> **Exercise requirements**: Entries follow. Give back exactly the lines starting at the one containing "filename crates/tldr-core/src/features/parsing/plugins/python.rs" and ending at the one containing "pub(crate) const PROFILE: SyntaxProfile", and no other lines.

(Stored items from a collection)
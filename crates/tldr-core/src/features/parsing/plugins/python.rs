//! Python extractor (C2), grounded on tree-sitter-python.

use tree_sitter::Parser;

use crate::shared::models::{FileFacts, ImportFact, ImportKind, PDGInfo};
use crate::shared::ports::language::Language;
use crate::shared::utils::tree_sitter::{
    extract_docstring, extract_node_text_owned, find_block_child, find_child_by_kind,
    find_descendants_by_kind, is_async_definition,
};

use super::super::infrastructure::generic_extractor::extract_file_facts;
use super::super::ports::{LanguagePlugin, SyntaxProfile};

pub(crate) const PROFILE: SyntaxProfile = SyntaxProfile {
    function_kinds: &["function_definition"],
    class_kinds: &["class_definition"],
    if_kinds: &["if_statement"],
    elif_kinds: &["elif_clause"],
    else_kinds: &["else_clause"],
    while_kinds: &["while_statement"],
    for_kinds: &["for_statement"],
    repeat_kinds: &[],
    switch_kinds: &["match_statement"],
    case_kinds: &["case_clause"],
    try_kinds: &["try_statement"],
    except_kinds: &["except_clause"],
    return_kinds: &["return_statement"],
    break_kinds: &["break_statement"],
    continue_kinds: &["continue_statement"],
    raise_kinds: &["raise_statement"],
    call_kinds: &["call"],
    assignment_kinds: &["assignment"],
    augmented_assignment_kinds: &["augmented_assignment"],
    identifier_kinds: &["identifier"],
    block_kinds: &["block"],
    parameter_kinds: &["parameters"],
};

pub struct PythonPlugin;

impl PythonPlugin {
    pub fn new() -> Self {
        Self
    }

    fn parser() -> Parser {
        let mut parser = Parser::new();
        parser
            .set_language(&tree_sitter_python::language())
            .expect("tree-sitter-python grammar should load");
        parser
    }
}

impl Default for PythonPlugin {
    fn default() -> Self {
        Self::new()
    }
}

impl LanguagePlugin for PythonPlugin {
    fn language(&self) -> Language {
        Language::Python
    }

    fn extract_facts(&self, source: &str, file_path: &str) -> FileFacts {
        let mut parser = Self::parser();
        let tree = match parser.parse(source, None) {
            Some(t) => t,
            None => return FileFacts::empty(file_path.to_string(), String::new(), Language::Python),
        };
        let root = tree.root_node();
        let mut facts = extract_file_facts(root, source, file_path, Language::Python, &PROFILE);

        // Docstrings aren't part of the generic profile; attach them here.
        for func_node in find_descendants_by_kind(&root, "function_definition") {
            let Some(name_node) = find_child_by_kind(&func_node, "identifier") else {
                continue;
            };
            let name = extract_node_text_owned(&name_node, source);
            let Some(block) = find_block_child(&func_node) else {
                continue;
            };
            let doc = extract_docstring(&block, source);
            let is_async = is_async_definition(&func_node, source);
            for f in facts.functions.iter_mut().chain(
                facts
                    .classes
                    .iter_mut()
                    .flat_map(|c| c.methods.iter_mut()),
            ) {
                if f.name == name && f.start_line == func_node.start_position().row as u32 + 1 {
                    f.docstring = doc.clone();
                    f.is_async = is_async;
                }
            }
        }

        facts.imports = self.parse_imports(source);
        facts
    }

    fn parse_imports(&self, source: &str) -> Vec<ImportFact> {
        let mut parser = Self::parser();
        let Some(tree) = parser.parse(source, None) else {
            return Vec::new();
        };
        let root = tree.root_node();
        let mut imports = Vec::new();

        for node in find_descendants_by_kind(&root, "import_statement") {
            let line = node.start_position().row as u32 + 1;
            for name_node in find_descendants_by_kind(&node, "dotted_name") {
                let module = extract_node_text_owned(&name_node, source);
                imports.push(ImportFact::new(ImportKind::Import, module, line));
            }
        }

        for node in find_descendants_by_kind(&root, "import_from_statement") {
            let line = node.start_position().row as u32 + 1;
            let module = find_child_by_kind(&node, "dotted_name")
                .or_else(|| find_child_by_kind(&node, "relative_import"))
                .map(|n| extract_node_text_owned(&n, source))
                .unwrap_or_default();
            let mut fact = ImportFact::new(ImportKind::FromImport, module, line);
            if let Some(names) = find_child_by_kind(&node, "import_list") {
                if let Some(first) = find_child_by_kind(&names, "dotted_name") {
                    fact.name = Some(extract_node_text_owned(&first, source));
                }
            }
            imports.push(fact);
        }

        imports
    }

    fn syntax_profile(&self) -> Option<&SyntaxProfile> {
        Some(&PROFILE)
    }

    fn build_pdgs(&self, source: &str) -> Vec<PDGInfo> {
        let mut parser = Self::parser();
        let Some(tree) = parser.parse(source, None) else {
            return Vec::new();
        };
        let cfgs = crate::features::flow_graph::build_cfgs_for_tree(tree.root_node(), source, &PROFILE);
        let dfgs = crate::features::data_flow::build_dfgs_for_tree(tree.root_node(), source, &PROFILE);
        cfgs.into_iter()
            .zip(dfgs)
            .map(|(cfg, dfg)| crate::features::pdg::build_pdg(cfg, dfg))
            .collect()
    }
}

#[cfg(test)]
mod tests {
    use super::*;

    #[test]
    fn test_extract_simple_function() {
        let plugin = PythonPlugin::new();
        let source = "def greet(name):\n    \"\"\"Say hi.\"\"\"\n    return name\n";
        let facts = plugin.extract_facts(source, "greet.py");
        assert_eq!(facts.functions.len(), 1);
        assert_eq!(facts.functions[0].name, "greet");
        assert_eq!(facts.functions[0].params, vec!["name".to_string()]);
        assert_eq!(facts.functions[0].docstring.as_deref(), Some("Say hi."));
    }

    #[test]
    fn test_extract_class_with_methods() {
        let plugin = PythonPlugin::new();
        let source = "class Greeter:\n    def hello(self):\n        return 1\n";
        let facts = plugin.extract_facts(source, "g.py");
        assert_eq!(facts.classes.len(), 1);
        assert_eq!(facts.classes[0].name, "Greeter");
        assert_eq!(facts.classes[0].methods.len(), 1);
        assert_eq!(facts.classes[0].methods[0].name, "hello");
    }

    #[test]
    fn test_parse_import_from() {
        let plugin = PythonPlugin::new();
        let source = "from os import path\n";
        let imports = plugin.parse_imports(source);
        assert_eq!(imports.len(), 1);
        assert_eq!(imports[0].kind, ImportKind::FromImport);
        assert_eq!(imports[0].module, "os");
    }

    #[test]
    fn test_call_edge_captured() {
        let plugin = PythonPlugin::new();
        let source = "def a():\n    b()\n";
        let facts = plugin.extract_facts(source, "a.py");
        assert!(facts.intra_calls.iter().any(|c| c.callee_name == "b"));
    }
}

==

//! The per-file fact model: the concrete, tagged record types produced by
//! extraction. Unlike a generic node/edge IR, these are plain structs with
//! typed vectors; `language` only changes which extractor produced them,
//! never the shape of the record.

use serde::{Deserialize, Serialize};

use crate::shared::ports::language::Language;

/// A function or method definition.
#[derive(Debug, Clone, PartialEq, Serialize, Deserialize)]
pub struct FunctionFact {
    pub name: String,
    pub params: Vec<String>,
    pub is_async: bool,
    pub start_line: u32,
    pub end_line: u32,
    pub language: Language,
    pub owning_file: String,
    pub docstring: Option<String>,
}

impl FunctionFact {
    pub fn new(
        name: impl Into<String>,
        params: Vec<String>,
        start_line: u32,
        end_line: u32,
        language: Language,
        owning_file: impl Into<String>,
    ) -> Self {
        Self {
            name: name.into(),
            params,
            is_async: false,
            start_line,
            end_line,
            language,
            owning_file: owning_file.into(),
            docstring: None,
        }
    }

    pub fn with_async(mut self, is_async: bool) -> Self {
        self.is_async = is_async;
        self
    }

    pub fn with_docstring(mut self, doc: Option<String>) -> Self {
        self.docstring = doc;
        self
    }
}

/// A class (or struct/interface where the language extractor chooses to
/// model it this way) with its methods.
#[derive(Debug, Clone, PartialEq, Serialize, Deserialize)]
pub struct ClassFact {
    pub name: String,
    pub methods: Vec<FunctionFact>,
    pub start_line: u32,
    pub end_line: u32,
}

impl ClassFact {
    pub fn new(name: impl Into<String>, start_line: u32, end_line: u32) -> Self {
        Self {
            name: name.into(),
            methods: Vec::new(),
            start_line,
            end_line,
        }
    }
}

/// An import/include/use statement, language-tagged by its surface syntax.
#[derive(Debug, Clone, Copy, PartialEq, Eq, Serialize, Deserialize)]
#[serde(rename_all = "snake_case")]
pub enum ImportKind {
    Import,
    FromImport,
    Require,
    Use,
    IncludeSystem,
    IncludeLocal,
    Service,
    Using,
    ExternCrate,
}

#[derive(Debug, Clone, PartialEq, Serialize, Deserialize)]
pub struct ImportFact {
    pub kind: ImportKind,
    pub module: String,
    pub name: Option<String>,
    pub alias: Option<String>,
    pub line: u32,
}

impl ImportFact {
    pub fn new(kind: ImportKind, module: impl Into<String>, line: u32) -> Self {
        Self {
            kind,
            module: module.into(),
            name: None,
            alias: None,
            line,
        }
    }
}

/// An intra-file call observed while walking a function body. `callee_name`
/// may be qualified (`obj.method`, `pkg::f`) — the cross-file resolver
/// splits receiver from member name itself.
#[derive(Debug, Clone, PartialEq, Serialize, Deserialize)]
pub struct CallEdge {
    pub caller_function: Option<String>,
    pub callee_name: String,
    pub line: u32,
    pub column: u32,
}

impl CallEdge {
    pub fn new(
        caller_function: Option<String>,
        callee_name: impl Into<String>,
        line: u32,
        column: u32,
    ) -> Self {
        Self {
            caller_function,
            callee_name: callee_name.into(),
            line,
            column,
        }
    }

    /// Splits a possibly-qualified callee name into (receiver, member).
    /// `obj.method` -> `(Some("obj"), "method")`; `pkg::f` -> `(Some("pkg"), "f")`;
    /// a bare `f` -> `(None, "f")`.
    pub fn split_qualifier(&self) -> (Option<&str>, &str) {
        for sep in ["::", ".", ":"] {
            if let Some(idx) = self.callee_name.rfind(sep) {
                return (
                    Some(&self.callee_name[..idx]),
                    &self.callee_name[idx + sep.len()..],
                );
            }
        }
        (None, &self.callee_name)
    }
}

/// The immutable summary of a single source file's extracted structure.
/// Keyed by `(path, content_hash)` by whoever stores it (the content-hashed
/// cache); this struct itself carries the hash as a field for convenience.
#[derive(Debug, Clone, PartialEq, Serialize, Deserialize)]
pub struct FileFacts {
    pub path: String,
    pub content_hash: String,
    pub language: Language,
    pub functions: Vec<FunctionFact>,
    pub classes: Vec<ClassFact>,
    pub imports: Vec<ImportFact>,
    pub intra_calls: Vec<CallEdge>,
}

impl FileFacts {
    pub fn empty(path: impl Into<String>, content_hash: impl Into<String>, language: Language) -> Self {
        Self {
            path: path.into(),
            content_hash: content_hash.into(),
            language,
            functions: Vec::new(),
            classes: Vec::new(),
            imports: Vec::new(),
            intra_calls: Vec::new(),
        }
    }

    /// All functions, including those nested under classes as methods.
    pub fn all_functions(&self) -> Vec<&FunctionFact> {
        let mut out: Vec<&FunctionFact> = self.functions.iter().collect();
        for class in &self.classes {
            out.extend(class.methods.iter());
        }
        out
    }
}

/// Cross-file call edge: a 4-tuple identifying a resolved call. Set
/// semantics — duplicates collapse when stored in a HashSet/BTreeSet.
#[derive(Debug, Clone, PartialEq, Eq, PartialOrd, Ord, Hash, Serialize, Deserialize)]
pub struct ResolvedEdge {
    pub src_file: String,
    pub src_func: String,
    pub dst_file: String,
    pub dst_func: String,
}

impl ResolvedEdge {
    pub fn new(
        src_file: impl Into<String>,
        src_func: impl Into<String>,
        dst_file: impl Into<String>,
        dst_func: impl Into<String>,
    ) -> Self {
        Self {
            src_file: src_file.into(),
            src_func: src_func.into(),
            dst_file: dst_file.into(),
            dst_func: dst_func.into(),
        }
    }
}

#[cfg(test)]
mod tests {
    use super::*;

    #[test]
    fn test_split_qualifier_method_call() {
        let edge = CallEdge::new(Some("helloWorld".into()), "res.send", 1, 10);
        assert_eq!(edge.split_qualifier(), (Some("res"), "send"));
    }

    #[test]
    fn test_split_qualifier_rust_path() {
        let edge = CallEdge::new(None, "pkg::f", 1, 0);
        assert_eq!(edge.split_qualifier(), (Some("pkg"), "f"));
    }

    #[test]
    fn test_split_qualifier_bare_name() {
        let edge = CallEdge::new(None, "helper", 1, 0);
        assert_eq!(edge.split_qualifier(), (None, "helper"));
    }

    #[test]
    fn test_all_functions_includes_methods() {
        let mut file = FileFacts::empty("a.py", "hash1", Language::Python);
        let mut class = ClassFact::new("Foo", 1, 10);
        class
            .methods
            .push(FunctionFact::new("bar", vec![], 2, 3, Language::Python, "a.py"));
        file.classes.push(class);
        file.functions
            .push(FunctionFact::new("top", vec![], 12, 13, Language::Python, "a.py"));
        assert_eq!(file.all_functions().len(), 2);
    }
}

* * *

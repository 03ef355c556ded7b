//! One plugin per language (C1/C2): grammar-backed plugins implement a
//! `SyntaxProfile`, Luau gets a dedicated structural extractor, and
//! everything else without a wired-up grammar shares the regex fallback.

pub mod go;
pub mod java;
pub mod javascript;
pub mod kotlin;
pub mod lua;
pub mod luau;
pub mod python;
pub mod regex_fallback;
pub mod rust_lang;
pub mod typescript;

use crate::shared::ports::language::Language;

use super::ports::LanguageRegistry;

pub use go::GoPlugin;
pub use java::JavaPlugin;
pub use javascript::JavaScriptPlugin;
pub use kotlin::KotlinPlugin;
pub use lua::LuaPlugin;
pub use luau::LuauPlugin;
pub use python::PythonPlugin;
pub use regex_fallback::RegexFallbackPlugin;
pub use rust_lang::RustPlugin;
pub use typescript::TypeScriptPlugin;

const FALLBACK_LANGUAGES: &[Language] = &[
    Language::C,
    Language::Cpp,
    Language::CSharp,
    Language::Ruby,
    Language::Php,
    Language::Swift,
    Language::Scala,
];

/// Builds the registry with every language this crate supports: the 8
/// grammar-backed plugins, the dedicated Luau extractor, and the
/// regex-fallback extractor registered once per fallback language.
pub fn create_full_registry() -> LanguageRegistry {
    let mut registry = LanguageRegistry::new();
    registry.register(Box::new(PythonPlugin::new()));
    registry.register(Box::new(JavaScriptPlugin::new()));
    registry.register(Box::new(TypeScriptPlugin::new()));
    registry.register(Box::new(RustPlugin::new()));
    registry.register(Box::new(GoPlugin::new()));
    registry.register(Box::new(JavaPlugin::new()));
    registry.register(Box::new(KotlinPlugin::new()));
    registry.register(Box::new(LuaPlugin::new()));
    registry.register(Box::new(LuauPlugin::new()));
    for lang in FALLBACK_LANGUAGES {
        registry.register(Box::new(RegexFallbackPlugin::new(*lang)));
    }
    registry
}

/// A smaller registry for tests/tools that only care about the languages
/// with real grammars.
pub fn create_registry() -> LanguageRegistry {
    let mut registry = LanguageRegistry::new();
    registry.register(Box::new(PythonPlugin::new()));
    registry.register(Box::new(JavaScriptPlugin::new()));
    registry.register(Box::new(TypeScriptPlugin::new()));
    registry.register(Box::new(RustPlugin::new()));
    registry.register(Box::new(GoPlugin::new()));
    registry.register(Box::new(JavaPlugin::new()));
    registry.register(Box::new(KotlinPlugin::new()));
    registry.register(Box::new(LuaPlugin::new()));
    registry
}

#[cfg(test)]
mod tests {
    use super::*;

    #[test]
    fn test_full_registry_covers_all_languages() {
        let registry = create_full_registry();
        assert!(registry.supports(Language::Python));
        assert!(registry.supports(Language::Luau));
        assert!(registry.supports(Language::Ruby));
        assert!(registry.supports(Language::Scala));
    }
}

> **Written response**:
filename crates/tldr-core/src/features/parsing/plugins/python.rs
//! Python extractor (C2), grounded on tree-sitter-python.

use tree_sitter::Parser;

use crate::shared::models::{FileFacts, ImportFact, ImportKind, PDGInfo};
use crate::shared::ports::language::Language;
use crate::shared::utils::tree_sitter::{
    extract_docstring, extract_node_text_owned, find_block_child, find_child_by_kind,
    find_descendants_by_kind, is_async_definition,
};

use super::super::infrastructure::generic_extractor::extract_file_facts;
use super::super::ports::{LanguagePlugin, SyntaxProfile};

pub(crate) const PROFILE: SyntaxProfile = SyntaxProfile {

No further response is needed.